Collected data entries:
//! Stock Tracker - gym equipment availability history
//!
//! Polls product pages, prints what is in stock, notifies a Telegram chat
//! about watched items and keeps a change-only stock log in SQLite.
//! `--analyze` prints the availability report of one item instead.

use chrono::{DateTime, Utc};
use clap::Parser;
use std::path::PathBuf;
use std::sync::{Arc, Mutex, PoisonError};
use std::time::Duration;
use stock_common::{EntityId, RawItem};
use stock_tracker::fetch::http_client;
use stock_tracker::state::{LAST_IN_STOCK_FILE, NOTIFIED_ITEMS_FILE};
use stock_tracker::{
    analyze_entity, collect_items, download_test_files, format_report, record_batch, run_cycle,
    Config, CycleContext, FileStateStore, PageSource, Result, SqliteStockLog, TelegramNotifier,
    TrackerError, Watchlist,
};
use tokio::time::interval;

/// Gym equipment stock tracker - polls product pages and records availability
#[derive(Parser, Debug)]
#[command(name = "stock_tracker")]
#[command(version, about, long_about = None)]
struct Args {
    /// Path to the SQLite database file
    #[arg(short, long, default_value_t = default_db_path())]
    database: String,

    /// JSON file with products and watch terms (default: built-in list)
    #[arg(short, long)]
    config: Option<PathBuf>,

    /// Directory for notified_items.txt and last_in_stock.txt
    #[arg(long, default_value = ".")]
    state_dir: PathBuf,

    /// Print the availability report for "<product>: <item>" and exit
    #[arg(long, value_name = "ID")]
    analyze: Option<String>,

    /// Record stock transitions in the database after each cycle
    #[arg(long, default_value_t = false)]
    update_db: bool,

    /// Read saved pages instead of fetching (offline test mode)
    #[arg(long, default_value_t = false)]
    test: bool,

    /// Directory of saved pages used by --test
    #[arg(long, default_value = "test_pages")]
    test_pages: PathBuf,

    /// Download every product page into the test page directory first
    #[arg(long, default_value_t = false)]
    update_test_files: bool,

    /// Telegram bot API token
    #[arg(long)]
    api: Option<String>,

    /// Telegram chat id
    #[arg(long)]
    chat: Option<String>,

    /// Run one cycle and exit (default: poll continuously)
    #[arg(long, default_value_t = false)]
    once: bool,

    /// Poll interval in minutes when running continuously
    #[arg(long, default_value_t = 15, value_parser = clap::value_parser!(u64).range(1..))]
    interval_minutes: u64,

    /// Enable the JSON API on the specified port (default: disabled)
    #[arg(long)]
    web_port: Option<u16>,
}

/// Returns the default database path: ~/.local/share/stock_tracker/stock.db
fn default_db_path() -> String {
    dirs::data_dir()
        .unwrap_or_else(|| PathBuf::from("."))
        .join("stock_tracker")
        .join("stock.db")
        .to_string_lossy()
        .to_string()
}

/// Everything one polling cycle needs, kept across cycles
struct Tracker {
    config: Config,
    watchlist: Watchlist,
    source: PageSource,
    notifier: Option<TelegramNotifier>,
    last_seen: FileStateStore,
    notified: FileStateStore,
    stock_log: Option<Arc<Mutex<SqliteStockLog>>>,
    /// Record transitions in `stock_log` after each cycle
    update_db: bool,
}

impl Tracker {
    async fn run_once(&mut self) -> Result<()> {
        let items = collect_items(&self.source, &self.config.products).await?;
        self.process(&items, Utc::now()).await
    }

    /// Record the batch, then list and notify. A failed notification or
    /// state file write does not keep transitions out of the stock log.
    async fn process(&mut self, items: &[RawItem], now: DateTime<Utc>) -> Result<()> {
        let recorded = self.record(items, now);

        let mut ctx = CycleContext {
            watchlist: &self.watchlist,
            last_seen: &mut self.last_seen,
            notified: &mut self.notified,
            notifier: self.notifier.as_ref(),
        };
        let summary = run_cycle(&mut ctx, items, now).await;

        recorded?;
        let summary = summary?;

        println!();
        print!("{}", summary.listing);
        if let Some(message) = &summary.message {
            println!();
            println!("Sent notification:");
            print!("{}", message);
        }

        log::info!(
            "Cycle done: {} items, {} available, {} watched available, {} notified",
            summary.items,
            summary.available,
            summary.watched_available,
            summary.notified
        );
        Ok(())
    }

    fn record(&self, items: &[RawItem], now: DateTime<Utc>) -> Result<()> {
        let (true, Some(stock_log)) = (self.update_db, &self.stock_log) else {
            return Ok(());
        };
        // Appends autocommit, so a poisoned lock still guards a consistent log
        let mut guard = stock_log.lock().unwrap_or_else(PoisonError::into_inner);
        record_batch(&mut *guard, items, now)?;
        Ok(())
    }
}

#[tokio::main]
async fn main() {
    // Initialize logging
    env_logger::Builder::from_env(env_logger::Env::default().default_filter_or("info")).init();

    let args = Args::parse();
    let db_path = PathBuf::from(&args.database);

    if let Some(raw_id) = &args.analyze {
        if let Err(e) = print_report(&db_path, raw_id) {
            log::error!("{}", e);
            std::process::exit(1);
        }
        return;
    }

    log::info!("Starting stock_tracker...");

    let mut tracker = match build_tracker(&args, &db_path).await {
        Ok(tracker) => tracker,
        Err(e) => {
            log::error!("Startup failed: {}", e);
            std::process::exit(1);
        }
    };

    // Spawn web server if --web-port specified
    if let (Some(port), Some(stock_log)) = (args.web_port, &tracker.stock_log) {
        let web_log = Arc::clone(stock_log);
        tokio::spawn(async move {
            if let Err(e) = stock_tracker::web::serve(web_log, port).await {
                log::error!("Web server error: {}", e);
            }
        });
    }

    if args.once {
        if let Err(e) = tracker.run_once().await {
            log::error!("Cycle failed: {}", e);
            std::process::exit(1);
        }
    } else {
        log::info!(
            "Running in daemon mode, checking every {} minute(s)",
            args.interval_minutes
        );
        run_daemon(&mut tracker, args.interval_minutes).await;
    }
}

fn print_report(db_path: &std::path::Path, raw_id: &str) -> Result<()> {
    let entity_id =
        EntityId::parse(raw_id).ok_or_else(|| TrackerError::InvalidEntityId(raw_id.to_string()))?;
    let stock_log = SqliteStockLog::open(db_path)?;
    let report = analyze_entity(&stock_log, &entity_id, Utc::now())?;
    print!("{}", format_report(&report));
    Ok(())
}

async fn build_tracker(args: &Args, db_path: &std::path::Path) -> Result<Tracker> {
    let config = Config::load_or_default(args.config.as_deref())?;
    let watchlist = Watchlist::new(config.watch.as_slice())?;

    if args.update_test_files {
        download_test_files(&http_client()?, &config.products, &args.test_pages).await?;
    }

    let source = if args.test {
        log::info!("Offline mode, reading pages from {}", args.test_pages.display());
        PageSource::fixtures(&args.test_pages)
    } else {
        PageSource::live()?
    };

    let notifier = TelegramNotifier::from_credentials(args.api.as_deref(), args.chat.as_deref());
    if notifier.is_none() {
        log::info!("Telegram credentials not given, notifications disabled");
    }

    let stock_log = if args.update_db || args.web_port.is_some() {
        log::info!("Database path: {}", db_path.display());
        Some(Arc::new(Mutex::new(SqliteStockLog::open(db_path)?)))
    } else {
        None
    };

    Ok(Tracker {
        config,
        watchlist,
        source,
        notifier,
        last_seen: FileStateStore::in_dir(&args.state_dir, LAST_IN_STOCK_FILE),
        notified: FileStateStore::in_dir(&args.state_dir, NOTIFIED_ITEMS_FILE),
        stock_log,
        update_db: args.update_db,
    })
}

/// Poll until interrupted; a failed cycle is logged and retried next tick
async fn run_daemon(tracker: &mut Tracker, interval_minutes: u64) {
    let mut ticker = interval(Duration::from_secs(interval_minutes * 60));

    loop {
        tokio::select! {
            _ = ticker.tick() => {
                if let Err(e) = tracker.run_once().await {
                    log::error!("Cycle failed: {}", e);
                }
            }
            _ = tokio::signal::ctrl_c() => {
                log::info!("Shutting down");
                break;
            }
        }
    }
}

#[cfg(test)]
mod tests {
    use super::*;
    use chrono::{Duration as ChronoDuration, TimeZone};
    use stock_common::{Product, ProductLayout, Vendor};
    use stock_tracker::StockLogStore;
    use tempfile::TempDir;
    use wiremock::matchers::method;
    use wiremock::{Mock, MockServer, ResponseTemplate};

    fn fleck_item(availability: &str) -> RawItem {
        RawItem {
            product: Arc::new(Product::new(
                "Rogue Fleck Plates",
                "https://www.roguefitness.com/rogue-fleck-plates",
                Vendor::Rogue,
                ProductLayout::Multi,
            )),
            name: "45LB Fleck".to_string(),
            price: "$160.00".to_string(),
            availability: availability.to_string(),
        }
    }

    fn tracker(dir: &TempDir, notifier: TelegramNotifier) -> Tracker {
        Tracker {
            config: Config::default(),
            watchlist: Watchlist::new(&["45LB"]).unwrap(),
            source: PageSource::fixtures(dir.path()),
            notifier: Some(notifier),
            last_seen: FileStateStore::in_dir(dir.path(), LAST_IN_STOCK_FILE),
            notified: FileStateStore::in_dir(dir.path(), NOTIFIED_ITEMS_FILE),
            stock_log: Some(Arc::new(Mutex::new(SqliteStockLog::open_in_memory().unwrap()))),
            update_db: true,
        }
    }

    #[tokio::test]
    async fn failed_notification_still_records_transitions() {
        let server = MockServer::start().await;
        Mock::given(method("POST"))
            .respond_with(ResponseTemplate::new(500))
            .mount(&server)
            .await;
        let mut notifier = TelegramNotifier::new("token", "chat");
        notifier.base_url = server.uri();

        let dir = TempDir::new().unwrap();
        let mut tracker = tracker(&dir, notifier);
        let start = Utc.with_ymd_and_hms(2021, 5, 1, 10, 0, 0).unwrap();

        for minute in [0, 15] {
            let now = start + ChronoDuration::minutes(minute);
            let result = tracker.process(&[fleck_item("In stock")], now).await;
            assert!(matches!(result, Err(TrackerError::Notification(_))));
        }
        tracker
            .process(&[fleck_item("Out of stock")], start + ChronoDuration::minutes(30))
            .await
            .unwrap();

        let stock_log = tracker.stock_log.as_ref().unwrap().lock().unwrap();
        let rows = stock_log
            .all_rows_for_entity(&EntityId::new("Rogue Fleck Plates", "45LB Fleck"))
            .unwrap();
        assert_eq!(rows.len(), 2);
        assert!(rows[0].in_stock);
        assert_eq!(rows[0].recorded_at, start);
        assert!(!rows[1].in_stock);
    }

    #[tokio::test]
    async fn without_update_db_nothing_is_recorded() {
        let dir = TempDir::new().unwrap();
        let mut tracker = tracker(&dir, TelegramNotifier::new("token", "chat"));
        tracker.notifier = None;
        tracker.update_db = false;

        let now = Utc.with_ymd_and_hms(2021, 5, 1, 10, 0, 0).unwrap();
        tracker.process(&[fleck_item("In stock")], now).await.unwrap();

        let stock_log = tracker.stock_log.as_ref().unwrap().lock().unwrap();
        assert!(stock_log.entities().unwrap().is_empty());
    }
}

==

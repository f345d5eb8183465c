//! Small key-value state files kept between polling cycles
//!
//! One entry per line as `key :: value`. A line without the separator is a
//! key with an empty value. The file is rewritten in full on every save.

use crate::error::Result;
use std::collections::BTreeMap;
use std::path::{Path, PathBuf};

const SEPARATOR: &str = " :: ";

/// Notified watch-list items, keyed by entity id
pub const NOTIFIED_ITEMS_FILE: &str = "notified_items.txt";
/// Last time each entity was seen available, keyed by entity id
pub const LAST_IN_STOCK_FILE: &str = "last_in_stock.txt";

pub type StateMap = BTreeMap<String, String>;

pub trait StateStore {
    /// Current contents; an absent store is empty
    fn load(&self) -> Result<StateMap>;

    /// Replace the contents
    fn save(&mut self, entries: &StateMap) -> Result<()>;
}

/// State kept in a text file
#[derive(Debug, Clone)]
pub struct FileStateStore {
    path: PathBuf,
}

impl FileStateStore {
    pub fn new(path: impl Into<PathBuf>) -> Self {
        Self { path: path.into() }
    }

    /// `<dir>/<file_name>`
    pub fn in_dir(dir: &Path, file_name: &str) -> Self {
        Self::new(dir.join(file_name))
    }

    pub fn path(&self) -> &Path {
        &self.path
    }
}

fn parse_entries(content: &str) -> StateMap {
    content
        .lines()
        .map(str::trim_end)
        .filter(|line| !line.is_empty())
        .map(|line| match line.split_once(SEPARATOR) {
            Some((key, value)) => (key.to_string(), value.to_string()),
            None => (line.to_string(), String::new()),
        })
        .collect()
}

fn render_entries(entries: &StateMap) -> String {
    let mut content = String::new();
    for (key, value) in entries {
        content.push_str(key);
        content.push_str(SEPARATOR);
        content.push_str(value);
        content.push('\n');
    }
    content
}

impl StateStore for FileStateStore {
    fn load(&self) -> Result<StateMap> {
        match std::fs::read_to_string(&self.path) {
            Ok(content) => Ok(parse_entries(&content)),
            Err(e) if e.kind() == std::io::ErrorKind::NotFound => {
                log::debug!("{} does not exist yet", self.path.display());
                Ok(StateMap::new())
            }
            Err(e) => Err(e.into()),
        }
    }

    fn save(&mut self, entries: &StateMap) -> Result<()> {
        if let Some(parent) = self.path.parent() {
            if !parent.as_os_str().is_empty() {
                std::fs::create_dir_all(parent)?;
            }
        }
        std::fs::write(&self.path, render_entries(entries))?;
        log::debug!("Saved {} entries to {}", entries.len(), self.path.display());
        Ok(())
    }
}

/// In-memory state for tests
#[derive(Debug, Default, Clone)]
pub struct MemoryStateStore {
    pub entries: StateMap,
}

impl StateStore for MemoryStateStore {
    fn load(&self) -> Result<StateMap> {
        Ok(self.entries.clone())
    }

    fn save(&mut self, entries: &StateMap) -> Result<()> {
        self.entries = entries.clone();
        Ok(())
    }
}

# Exercise directions
Could you find every line in the records above that contains the word "true" and copy it?

# Result of this task
        let (true, Some(stock_log)) = (self.update_db, &self.stock_log) else {
            update_db: true,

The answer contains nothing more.